Start of Records for the exercise

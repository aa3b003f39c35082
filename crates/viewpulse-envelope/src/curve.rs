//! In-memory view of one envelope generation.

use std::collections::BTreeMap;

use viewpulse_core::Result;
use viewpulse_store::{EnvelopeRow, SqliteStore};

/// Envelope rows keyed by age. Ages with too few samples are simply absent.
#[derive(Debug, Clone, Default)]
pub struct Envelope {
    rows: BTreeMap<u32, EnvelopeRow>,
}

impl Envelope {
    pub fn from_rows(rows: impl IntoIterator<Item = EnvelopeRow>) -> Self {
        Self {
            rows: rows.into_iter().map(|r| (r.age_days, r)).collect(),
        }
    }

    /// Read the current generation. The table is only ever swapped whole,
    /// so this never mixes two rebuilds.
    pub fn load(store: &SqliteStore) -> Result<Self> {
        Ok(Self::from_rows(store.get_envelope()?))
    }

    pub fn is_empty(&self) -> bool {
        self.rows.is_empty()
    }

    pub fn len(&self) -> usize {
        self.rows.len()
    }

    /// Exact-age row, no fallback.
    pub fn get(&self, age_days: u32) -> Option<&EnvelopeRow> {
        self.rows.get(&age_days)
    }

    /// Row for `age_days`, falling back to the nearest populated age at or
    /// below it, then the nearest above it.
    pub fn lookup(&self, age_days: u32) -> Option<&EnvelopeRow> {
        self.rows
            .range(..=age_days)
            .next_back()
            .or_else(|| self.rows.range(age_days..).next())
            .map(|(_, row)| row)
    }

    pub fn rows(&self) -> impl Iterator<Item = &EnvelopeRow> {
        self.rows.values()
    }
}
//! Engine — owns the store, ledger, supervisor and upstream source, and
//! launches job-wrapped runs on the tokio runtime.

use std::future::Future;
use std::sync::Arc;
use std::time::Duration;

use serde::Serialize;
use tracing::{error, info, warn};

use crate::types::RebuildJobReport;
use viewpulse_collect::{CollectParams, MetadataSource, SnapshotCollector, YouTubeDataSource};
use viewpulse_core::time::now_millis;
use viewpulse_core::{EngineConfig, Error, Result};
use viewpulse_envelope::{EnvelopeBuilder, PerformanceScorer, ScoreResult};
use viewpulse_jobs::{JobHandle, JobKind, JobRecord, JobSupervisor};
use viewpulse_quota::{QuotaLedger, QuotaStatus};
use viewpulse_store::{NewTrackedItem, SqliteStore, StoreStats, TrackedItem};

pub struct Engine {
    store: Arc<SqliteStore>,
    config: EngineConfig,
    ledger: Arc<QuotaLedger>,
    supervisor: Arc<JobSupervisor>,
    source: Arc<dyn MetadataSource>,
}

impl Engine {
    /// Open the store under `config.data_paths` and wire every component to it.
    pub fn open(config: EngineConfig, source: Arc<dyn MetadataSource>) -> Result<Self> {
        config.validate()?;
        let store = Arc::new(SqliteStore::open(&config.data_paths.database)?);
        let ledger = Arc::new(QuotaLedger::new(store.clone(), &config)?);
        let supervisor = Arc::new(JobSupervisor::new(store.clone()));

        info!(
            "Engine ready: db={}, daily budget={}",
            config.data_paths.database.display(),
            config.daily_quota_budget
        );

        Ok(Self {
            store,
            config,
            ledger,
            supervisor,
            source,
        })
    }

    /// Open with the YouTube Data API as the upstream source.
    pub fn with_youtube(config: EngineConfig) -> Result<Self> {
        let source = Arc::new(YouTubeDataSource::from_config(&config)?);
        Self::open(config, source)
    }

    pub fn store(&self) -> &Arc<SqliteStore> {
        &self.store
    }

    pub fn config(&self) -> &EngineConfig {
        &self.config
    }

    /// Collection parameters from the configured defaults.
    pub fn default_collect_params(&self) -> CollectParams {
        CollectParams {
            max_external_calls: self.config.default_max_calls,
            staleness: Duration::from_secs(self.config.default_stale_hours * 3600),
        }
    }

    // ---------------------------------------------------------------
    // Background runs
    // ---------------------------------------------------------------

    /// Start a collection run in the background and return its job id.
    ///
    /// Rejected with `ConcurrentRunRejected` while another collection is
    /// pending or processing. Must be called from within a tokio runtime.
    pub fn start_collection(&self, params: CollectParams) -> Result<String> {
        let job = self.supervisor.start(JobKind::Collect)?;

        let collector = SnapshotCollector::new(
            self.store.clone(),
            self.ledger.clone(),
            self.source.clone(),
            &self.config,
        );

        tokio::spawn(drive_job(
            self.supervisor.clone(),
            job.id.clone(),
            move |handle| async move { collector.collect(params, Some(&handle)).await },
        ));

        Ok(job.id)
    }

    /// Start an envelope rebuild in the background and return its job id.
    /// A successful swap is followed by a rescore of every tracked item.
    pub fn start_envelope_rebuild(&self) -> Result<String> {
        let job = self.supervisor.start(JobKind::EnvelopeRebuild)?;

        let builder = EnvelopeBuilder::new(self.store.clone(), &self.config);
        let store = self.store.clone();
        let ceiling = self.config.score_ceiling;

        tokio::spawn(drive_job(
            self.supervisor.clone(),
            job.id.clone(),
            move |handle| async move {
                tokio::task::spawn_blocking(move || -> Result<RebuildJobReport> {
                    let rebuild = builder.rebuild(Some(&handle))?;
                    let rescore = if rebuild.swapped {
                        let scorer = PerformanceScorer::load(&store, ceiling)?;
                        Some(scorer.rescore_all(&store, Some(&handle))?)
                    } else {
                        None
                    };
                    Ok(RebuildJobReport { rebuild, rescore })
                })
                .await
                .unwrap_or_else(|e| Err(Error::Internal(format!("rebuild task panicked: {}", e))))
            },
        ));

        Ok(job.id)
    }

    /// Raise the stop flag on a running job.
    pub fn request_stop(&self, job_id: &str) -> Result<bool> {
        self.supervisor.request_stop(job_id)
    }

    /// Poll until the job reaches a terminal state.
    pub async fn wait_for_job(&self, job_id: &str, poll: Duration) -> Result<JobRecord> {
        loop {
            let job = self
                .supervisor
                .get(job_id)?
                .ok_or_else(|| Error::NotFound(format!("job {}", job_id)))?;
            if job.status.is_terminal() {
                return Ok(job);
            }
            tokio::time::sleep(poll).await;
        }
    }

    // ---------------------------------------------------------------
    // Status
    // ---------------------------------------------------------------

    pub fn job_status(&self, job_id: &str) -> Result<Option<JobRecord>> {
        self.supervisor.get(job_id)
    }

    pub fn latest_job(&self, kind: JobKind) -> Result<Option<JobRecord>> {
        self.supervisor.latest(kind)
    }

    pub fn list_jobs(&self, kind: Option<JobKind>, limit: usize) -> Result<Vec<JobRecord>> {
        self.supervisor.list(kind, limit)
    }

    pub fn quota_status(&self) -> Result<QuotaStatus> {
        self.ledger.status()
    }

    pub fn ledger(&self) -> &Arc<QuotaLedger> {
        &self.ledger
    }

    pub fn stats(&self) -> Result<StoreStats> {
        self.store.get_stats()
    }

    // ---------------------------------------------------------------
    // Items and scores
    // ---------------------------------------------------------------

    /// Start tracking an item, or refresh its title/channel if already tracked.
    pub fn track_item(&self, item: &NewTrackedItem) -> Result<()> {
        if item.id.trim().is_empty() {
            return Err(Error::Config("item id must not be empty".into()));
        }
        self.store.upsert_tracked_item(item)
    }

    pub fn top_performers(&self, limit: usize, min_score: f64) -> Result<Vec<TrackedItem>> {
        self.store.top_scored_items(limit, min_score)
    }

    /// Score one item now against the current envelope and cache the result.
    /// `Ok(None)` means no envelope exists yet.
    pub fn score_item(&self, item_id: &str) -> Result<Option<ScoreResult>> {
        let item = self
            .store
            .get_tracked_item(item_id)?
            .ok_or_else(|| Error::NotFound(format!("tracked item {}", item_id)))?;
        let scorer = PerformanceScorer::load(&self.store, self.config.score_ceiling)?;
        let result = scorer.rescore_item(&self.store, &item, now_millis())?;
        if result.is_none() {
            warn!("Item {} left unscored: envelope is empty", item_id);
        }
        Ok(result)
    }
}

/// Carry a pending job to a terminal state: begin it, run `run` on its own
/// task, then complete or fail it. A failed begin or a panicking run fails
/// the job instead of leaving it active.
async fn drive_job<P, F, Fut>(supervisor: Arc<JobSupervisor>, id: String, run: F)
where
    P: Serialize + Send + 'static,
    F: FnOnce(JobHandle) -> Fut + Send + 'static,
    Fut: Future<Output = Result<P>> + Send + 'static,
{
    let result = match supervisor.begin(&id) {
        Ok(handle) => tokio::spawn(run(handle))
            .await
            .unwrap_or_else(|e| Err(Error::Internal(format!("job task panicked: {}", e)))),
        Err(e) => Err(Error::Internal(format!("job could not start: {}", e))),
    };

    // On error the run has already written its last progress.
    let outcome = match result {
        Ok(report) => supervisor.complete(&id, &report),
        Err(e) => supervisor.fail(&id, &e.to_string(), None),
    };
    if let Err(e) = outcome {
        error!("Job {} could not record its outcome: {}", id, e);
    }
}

End of Records for the exercise

_Task brief_
Reproduce exactly every line that sits between the start of the entries and the line bearing "pub fn len(&self)", counting both of those lines.

_Output of the task_
repository aa3b003f39c35082
filename crates/viewpulse-envelope/src/curve.rs
//! In-memory view of one envelope generation.

use std::collections::BTreeMap;

use viewpulse_core::Result;
use viewpulse_store::{EnvelopeRow, SqliteStore};

/// Envelope rows keyed by age. Ages with too few samples are simply absent.
#[derive(Debug, Clone, Default)]
pub struct Envelope {
    rows: BTreeMap<u32, EnvelopeRow>,
}

impl Envelope {
    pub fn from_rows(rows: impl IntoIterator<Item = EnvelopeRow>) -> Self {
        Self {
            rows: rows.into_iter().map(|r| (r.age_days, r)).collect(),
        }
    }

    /// Read the current generation. The table is only ever swapped whole,
    /// so this never mixes two rebuilds.
    pub fn load(store: &SqliteStore) -> Result<Self> {
        Ok(Self::from_rows(store.get_envelope()?))
    }

    pub fn is_empty(&self) -> bool {
        self.rows.is_empty()
    }

    pub fn len(&self) -> usize {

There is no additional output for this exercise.